Des arguments ésotériques
En attendant, quels sont les arguments avancés pour justifier le brutal repli des cours ? Le premier facteur aurait été l’annonce d’un ralentissement de la croissance chinoise : 7,7 % au lieu de 8 % attendus, il n’y a quand même pas de quoi fouetter un canard laqué. Mais cette perspective s’ajoute aux révisions baissières de la croissance des grands pays – Etats-Unis et Union européenne, en particulier l’Allemagne. En phase de récession, les prix sont ordinairement orientés à la baisse, y compris ceux des matières premières et précieuses. Soit.

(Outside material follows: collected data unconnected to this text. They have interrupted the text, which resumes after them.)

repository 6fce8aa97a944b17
//! Error types for the fetch stages of the pipeline.
//!
//! Only transport and rendering failures are errors. Malformed structured
//! data and pages with nothing extractable are ordinary outcomes and never
//! surface here.

use std::fmt;

/// Which fetch stage produced an error.
#[derive(Debug, Clone, Copy, PartialEq, Eq, Hash)]
pub enum FetchStage {
    /// Plain HTTP GET without script execution.
    Static,
    /// Headless-browser render with script execution.
    Rendered,
}

impl fmt::Display for FetchStage {
    fn fmt(&self, f: &mut fmt::Formatter<'_>) -> fmt::Result {
        match self {
            FetchStage::Static => write!(f, "static"),
            FetchStage::Rendered => write!(f, "rendered"),
        }
    }
}

/// Errors that can occur while fetching or rendering a page.
#[derive(thiserror::Error, Debug)]
pub enum ScrapeError {
    #[error("HTTP error: {0}")]
    Http(#[from] reqwest::Error),

    #[error("HTTP status {status} for {url}")]
    Status { url: String, status: u16 },

    #[error("{stage} fetch timed out after {timeout_ms}ms")]
    Timeout { stage: FetchStage, timeout_ms: u64 },

    #[error("Browser unavailable: {0}")]
    BrowserUnavailable(String),

    #[error("Browser launch failed: {0}")]
    BrowserLaunch(String),

    #[error("Navigation failed: {0}")]
    Navigation(String),

    #[error("Render error: {0}")]
    Render(String),
}

impl ScrapeError {
    /// The pipeline stage this error belongs to.
    pub fn stage(&self) -> FetchStage {
        match self {
            ScrapeError::Http(_) | ScrapeError::Status { .. } => FetchStage::Static,
            ScrapeError::Timeout { stage, .. } => *stage,
            ScrapeError::BrowserUnavailable(_)
            | ScrapeError::BrowserLaunch(_)
            | ScrapeError::Navigation(_)
            | ScrapeError::Render(_) => FetchStage::Rendered,
        }
    }

    pub fn is_timeout(&self) -> bool {
        match self {
            ScrapeError::Timeout { .. } => true,
            ScrapeError::Http(e) => e.is_timeout(),
            _ => false,
        }
    }
}

pub type ScrapeResult<T> = Result<T, ScrapeError>;

#[cfg(test)]
mod tests {
    use super::*;

    #[test]
    fn test_stage_of_errors() {
        let status = ScrapeError::Status {
            url: "https://example.com".to_string(),
            status: 404,
        };
        assert_eq!(status.stage(), FetchStage::Static);
        assert_eq!(
            ScrapeError::Render("boom".to_string()).stage(),
            FetchStage::Rendered
        );
        let timeout = ScrapeError::Timeout {
            stage: FetchStage::Rendered,
            timeout_ms: 30_000,
        };
        assert_eq!(timeout.stage(), FetchStage::Rendered);
        assert!(timeout.is_timeout());
    }

    #[test]
    fn test_error_messages() {
        let timeout = ScrapeError::Timeout {
            stage: FetchStage::Static,
            timeout_ms: 250,
        };
        assert_eq!(timeout.to_string(), "static fetch timed out after 250ms");

        let status = ScrapeError::Status {
            url: "https://example.com/e/1".to_string(),
            status: 503,
        };
        assert_eq!(status.to_string(), "HTTP status 503 for https://example.com/e/1");
    }
}
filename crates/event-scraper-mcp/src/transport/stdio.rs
//! Stdio transport: JSON-RPC lines in on stdin, out on stdout.
//!
//! Every incoming line is handled on its own task so a slow scrape does not
//! block `ping`, `tools/list` or the cancellation of that very scrape.
//! Responses go through a single writer task and may arrive out of order;
//! clients correlate them by id.

use std::sync::Arc;

use serde_json::Value;
use tokio::io::{AsyncBufRead, AsyncBufReadExt, AsyncWrite, AsyncWriteExt, BufReader};
use tokio::sync::mpsc;
use tokio::task::JoinSet;

use crate::protocol::ProtocolHandler;
use crate::types::{McpError, McpResult};

use super::framing;

/// Stdio transport for desktop MCP clients.
pub struct StdioTransport {
    handler: Arc<ProtocolHandler>,
}

impl StdioTransport {
    pub fn new(handler: ProtocolHandler) -> Self {
        Self {
            handler: Arc::new(handler),
        }
    }

    /// Run the transport loop on the process stdin/stdout.
    pub async fn run(&self) -> McpResult<()> {
        tracing::info!("Stdio transport started");
        self.serve(BufReader::new(tokio::io::stdin()), tokio::io::stdout())
            .await
    }

    /// Serve newline-delimited JSON-RPC from `reader` to `writer` until EOF,
    /// then wait for outstanding requests to finish.
    pub async fn serve<R, W>(&self, mut reader: R, writer: W) -> McpResult<()>
    where
        R: AsyncBufRead + Unpin,
        W: AsyncWrite + Unpin + Send + 'static,
    {
        let (tx, rx) = mpsc::unbounded_channel::<Value>();
        let writer_task = tokio::spawn(write_loop(rx, writer));
        let mut tasks = JoinSet::new();
        let mut line = String::new();

        loop {
            line.clear();
            let bytes_read = reader.read_line(&mut line).await.map_err(McpError::Io)?;

            if bytes_read == 0 {
                tracing::info!("EOF on stdin, shutting down");
                break;
            }

            let trimmed = line.trim();
            if trimmed.is_empty() {
                continue;
            }

            match framing::parse_message(trimmed) {
                Ok(msg) => {
                    let handler = Arc::clone(&self.handler);
                    let tx = tx.clone();
                    tasks.spawn(async move {
                        if let Some(response) = handler.handle_message(msg).await {
                            let _ = tx.send(response);
                        }
                    });
                }
                Err(e) => {
                    tracing::warn!("Parse error: {e}");
                    let _ = tx.send(framing::parse_error_response(&e));
                }
            }

            // Reap finished tasks so the set does not grow unbounded.
            while tasks.try_join_next().is_some() {}
        }

        while tasks.join_next().await.is_some() {}
        drop(tx);

        writer_task
            .await
            .map_err(|e| McpError::Transport(format!("writer task failed: {e}")))?
    }
}

async fn write_loop<W>(mut rx: mpsc::UnboundedReceiver<Value>, mut writer: W) -> McpResult<()>
where
    W: AsyncWrite + Unpin,
{
    while let Some(response) = rx.recv().await {
        let framed = framing::frame_message(&response)?;
        writer
            .write_all(framed.as_bytes())
            .await
            .map_err(McpError::Io)?;
        writer.flush().await.map_err(McpError::Io)?;
    }
    Ok(())
}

Toutefois, sauf à entamer leur réserve de whisky au petit déjeuner, les analystes ne pouvaient raisonnablement escompter, avant le 15 avril, un sursaut vigoureux de l’activité sur l’année en cours. Les corrections des prévisionnistes ne peuvent donc pas, à elles seules, être responsables du décrochement des cours.

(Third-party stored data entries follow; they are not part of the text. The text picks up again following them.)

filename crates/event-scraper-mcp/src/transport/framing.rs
//! Message framing for newline-delimited JSON.

use serde_json::Value;

use crate::types::{JsonRpcMessage, McpError, McpResult, RequestId};

/// Parse a single line of text as a JSON-RPC message.
pub fn parse_message(line: &str) -> McpResult<JsonRpcMessage> {
    let trimmed = line.trim();
    if trimmed.is_empty() {
        return Err(McpError::ParseError("Empty message".to_string()));
    }

    serde_json::from_str(trimmed).map_err(|e| McpError::ParseError(e.to_string()))
}

/// Serialize a value to a JSON line (with trailing newline).
pub fn frame_message(value: &Value) -> McpResult<String> {
    let mut json = serde_json::to_string(value).map_err(McpError::Json)?;
    json.push('\n');
    Ok(json)
}

/// The JSON-RPC error value sent back for a line that could not be parsed.
pub fn parse_error_response(error: &McpError) -> Value {
    serde_json::to_value(error.to_json_rpc_error(RequestId::Null)).unwrap_or_default()
}
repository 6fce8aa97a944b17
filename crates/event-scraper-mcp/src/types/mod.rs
//! All MCP data types used by the server.

pub mod capabilities;
pub mod error;
pub mod message;
pub mod request;
pub mod response;

pub use capabilities::*;
pub use error::*;
pub use message::*;
pub use request::*;
pub use response::*;
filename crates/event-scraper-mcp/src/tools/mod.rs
//! MCP tool implementations.

pub mod detect_site_adapter;
pub mod registry;
pub mod scrape_event_page;

pub use registry::ToolRegistry;

use crate::types::{McpError, McpResult};

/// Trimmed `url` argument; must be an absolute http(s) URL.
pub(crate) fn require_http_url(raw: &str) -> McpResult<String> {
    let url = raw.trim();
    if url.is_empty() {
        return Err(McpError::InvalidParams("'url' must not be empty".to_string()));
    }
    let lower = url.to_ascii_lowercase();
    if !(lower.starts_with("http://") || lower.starts_with("https://")) {
        return Err(McpError::InvalidParams(format!(
            "'url' must be an http or https URL, got {url:?}"
        )));
    }
    Ok(url.to_string())
}
//! Tool: scrapeEventPage. Scrape event details from an event page URL.

use std::sync::Arc;

use event_scraper::EventScraper;
use serde::Deserialize;
use serde_json::{json, Value};

use crate::types::{McpError, McpResult, ToolCallResult, ToolDefinition};

pub const NAME: &str = "scrapeEventPage";

#[derive(Debug, Deserialize)]
struct ScrapeParams {
    url: String,
}

pub fn definition() -> ToolDefinition {
    ToolDefinition {
        name: NAME.to_string(),
        description: Some(
            "Scrape event details from an event webpage URL. Tries a static fetch first \
             and falls back to headless-browser rendering when the page is too thin."
                .to_string(),
        ),
        input_schema: json!({
            "type": "object",
            "properties": {
                "url": {
                    "type": "string",
                    "description": "Absolute http(s) URL of the event page"
                }
            },
            "required": ["url"]
        }),
    }
}

/// Runs the full pipeline. Fetch failures are part of the result
/// (`scrape_method: "failed"`), not tool errors.
pub async fn execute(args: Value, scraper: &Arc<EventScraper>) -> McpResult<ToolCallResult> {
    let params: ScrapeParams =
        serde_json::from_value(args).map_err(|e| McpError::InvalidParams(e.to_string()))?;
    let url = super::require_http_url(&params.url)?;

    let result = scraper.extract(&url).await;
    tracing::info!(url = %url, method = %result.method, "scrapeEventPage");

    Ok(ToolCallResult::json(&result))
}
//! Generic (site-agnostic) extractors.
//!
//! All entry points are synchronous: `scraper::Html` is `!Send`, so each
//! call parses, extracts and drops the document before returning.

pub mod dom;
pub mod heuristic;
pub mod structured;

use scraper::Html;

use crate::types::Event;

/// Structured data first, backfilled from heuristics; heuristics alone when
/// the page carries no schema.org Event. `None` when neither finds anything.
pub fn extract_generic(html: &str, url: &str, max_images: usize) -> Option<Event> {
    let document = Html::parse_document(html);
    let heuristic = heuristic::extract_event_from_document(&document, url, max_images);

    match structured::extract_event_from_document(&document, url) {
        Some(event) => Some(match heuristic {
            Some(fallback) => event.backfilled_from(&fallback),
            None => event,
        }),
        None => heuristic,
    }
}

Mais d’autres éléments sont venus enfoncer le clou. D’abord, la FED américaine était déclarée susceptible de freiner sa planche à billets, et donc de tempérer le risque inflationniste qui profite mécaniquement au prix de l’or. Ensuite, au début du mois d’avril, la banque Goldman Sachs a fait état d’un sentiment négatif sur l’évolution de l’or – c’est-à dire qu’elle avait probablement déjà engagé des positions short. Enfin, des rumeurs ont circulé au sujet des réserves de change chypriotes : la banque centrale du pays serait prête à solder son stock métallique pour boucler ses fins de mois. L’hypothèse est certes plausible, même si elle n’est pas judicieuse, mais les réserves de Nicosie ne représentent que 13,9 tonnes – environ 470 millions d’euros, une goutte d’eau sur le marché. Alors quelques commentateurs inspirés ont instillé la peur, en suggérant que d’autres banques centrales de l’Eurozone pourraient procéder de même (elles possèdent ensemble un stock de 10 784 tonnes) : les gros matous à l’affût de métal physique en seraient sans doute ravis, mais cette perspective demeure hautement improbable dans le contexte actuel. Mis bout à bout, tous ces arguments – pertinents ou chimériques – ont fait glisser les cours en-deçà des planchers de soutien graphiques – un indicateur très important pour les traders. Déclenchant ainsi de nouvelles ventes. Or, le marché à terme traite des volumes considérablement plus élevés que le marché au comptant, où s’échange le métal physique. Si bien que le cours de l’or dépend davantage des spéculateurs “papier” que des investisseurs prudents, ou frileux, qui recherchent la détention réelle de pièces ou de lingots comme protection. Le jour où les besoins d’assurance monétaire deviendront objectivement indispensables, les vendeurs d’or à découvert seront sommés le livrer du physique à l’échéance. Et ils ne le trouveront pas, sauf à des prix stratosphériques. Moralité : le napoléon à 500 euros, ce n’est pas une hypothèse absurde.